### Exercise requirements
Please find the lines in the following records that hold "Lowest", and copy them.

┄┄┄┄┄┄┄┄┄┄

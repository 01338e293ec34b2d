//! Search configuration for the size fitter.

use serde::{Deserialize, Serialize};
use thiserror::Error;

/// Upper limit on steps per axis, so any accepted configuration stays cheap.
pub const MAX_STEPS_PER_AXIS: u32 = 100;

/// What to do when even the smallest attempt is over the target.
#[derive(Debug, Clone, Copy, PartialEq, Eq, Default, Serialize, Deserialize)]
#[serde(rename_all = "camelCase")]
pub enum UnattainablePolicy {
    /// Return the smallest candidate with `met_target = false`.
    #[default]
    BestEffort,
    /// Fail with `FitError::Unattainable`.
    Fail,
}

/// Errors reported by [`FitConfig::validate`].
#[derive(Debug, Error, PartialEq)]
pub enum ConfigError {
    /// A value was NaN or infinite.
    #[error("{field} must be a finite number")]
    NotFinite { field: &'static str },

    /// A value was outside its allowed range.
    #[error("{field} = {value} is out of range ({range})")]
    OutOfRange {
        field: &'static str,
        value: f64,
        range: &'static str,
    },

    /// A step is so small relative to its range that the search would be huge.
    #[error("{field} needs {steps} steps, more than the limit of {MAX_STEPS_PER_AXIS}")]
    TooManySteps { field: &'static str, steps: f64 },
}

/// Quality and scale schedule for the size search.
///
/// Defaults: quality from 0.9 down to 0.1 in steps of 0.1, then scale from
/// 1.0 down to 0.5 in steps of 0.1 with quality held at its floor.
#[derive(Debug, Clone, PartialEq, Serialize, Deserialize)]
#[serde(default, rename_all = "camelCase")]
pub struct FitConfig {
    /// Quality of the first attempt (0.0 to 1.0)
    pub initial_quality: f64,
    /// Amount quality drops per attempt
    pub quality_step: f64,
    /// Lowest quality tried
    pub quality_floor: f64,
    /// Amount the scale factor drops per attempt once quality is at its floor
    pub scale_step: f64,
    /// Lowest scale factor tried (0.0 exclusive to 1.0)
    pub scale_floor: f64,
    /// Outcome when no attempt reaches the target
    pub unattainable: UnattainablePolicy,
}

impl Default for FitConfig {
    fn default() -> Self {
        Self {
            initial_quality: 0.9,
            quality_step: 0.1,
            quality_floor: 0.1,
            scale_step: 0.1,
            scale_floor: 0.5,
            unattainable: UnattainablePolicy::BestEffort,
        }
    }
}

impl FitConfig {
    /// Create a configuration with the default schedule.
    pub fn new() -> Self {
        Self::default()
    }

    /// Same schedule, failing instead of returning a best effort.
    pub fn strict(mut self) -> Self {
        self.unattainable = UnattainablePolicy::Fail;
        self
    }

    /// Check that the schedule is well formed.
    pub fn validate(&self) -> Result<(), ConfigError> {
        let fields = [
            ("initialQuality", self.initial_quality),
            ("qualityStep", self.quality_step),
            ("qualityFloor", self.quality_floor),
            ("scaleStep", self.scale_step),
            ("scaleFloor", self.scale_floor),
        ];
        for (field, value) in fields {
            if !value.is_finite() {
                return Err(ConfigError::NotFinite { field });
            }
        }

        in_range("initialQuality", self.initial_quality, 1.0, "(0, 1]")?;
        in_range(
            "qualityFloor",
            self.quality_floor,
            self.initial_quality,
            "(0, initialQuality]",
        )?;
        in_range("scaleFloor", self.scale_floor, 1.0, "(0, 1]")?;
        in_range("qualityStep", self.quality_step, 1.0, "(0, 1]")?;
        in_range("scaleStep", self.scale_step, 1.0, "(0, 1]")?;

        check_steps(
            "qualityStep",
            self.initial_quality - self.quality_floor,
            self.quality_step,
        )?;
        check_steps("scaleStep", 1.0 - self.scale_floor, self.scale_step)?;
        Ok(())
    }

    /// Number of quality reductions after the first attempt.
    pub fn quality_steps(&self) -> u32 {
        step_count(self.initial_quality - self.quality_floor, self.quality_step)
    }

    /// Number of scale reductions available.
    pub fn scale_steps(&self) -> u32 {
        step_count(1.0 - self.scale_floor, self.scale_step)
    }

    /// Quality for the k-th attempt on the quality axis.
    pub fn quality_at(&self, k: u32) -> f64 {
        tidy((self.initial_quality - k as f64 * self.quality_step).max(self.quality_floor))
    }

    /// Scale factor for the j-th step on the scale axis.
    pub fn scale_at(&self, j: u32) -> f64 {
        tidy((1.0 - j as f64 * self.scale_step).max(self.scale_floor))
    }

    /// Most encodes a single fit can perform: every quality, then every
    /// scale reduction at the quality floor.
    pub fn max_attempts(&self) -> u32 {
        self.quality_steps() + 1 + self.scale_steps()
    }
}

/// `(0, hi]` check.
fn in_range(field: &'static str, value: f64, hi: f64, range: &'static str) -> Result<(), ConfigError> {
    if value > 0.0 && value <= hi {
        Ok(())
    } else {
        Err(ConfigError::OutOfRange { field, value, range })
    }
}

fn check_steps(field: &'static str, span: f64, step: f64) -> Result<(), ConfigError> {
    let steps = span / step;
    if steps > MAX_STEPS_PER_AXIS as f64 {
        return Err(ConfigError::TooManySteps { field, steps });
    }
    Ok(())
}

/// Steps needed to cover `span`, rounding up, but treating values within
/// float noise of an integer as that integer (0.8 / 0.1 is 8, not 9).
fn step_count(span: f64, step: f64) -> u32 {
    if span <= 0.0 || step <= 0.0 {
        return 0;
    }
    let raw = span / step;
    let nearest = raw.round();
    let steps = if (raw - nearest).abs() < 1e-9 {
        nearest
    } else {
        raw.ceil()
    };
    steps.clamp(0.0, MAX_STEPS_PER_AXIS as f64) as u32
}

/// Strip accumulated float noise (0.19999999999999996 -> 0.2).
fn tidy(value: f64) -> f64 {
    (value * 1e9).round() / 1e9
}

┄┄┄┄┄┄┄┄┄┄

### Solution
    /// Lowest quality tried
    /// Lowest scale factor tried (0.0 exclusive to 1.0)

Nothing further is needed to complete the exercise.